I think it was the desclorketamine seeping out of my pores.
But this chem... I don't know, may make sweat stink.
I can assure you,
pure deschloroketamine has no smell and doesn't make you smell either and I'm not speaking about a single use but much of it over multiple days. It's the impurities, they also make up these batch-to-batch differencies and weird heavy negative side effects from heavy use,
including psychosis. Think of them being like huffing gas. No real psychoactive effects but plain intoxication in the sense of this word. I too couldn't have imagined how strong the effects of a fraction of synthesis leftovers can be (if we have something that is, say, 87.5% pure) but they are.
The same as we had with mephedrone (at least concerning the stinky sweat). Some of these things build up in your body and get excreted very slowly.
Just that when one uses chemicals for recreation, sometimes exactly these toxins make up for a subjectively better trip (more vivid or bizarre hallucinations, stronger hit etc). This is true too with heroine, seemingly.
Plain NMDA antagonism doesn't make the full hole experience, initially it causes an increased output of neurotransmitters like serotonin and dopamine but with longer acting antagonists the state becomes dull, boring and lonely - even depressive because of the lack of stimulation from dissociated sensory input. Part of full-on imaginations is probably choline antagonism which K, DXM, probably MXE etc. exhibit, and/or sigma agonism, 5-HT(2a) activity. Dopamine causes the effects we all know. And so on.

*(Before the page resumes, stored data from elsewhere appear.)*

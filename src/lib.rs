//! # medauth - Doctor and Patient Authentication Backend
//!
//! ## Modules
//!
//! - [`handlers`] - HTTP request handlers for signup, login and profile
//! - [`middleware`] - Bearer token authentication
//! - [`models`] - Records, roles and shared application state
//! - [`services`] - JWT, password hashing, account store and object storage
//! - [`utils`] - Upload filter, validators, constants and configuration helpers

pub mod error;
pub mod handlers;
pub mod middleware;
pub mod models;
pub mod services;
pub mod utils;

use std::env;
use std::sync::Arc;

use axum::{
    Router,
    extract::DefaultBodyLimit,
    middleware::from_fn_with_state,
    routing::{get, post},
};
use tower_http::services::ServeDir;
use tracing::info;

use crate::handlers::{
    doctor_login, doctor_signup, get_profile, health_check, patient_login, patient_signup,
};
use crate::middleware::auth_middleware;
use crate::models::AppState;
use crate::services::{
    jwt::JwtService,
    password::PasswordService,
    storage::{FirebaseStorage, LocalObjectStorage, ObjectStorage},
    store::AccountStore,
};
use crate::utils::{
    constant::MAX_UPLOAD_SIZE,
    secret::get_secret,
    static_object::{BCRYPT_COST, PUBLIC_BASE_URL, UPLOAD_DIR},
};

/// Creates an Axum router whose object storage is picked from `APP_ENV`.
///
/// # Environment Variables
///
/// - `APP_ENV` - "production" uses [`FirebaseStorage`], otherwise [`LocalObjectStorage`]
/// - `FIREBASE_BUCKET` - Required in production
/// - `FIREBASE_TOKEN` / `FIREBASE_TOKEN_FILE` - Optional bearer token in production
/// - `FIREBASE_API_BASE` - Optional API origin override in production
/// - `UPLOAD_DIR`, `PUBLIC_BASE_URL` - Local storage settings outside production
///
/// Outside production the upload directory is also served at `/uploads`, so
/// the URLs stored on doctor records resolve against this service.
pub fn app(accounts: Arc<dyn AccountStore>) -> Router {
    let app_env = env::var("APP_ENV")
        .unwrap_or_default()
        .to_ascii_lowercase();

    if app_env == "production" {
        info!("Running in production mode with [FirebaseStorage]");
        let bucket =
            env::var("FIREBASE_BUCKET").expect("Env variable `FIREBASE_BUCKET` should be set");
        let api_base = env::var("FIREBASE_API_BASE")
            .unwrap_or_else(|_| FirebaseStorage::DEFAULT_API_BASE.to_string());
        let token = get_secret("FIREBASE_TOKEN_FILE", "FIREBASE_TOKEN");

        let storage = FirebaseStorage::new(&api_base, bucket, token)
            .expect("`FIREBASE_API_BASE` should be an absolute URL");
        app_with_services(accounts, Arc::new(storage))
    } else {
        info!("Running in development mode with [LocalObjectStorage]");
        let storage = LocalObjectStorage::new(UPLOAD_DIR.as_str(), PUBLIC_BASE_URL.as_str());
        let uploads = ServeDir::new(storage.root());

        app_with_services(accounts, Arc::new(storage)).nest_service("/uploads", uploads)
    }
}

/// Creates an Axum router with application routes and state.
///
/// # Arguments
///
/// * `accounts` - Doctor and patient persistence
/// * `storage` - Object storage for doctor images
///
/// # Environment Variables
///
/// - `JWT_SECRET` / `JWT_SECRET_FILE` - Required for token signing and validation
/// - `BCRYPT_COST` - Optional bcrypt cost (default 10)
///
/// # Returns
///
/// A configured Axum router with all application routes and middleware
pub fn app_with_services(
    accounts: Arc<dyn AccountStore>,
    storage: Arc<dyn ObjectStorage>,
) -> Router {
    let jwt_secret = get_secret("JWT_SECRET_FILE", "JWT_SECRET")
        .expect("Env variable `JWT_SECRET` should be set");

    let state = Arc::new(AppState::new(
        accounts,
        storage,
        JwtService::from_secret(&jwt_secret),
        PasswordService::new(*BCRYPT_COST),
    ));

    let protected_routes = Router::new()
        .route("/api/profile", get(get_profile))
        .route_layer(from_fn_with_state(Arc::clone(&state), auth_middleware));

    let public_routes = Router::new()
        .route("/health-check", get(health_check))
        .route(
            "/api/auth/doctor/signup",
            post(doctor_signup).layer(DefaultBodyLimit::max(MAX_UPLOAD_SIZE)),
        )
        .route("/api/auth/doctor/login", post(doctor_login))
        .route("/api/auth/patient/signup", post(patient_signup))
        .route("/api/auth/patient/login", post(patient_login));

    Router::new()
        .merge(public_routes)
        .merge(protected_routes)
        .with_state(state)
}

So - a boring dissociative is a more selective one, if you ask me. It could also make a better one, because with a very selective one in a perfect world you could mix and match the additional effects the way you like but because none of all these agents is truly selective and all have differing metabolisms and half lifes this becomes dangerous. So it's about finding a molecule with the best overall profile for a certain usage.
When expecting the effects of e.g. ketamine, or MXE from a more selective one, danger is that you'll dose higher or re-dose more than necessary and go past the level of NMDA antagonism you want for the desired effects.
--
Also, again, while I can't say anything correct or meaningful, I would bet that
pure O-PCM isn't any more of an antibiotic than ketamine. At the least it doesn't weaken my immune system, doesn't disturb digestion or exhibit other significant physical / mental negatives when used in low dose, mutiple times a day over 10 days for now (don't do this unless you're as despreate as I am, having tried countless medications and all with no success, and know what you're doing).
I developed a skin rash from sampling/titrating amfonelic acid just a few times before mental effects were achieved.
What O-PCM/PCE lack in comparision to MXE is SERT affinity. Venlafaxine makes a good combination. NMDA antagonism has a distinct warmth from (endorphin release? mu potentiation? whatever) by itself but without contributing factors one needs to dose higher to achieve a satisfying intensity, leading to a longer "come-down" (lingering NMDA antagonism) and other psychotomimetic side effects.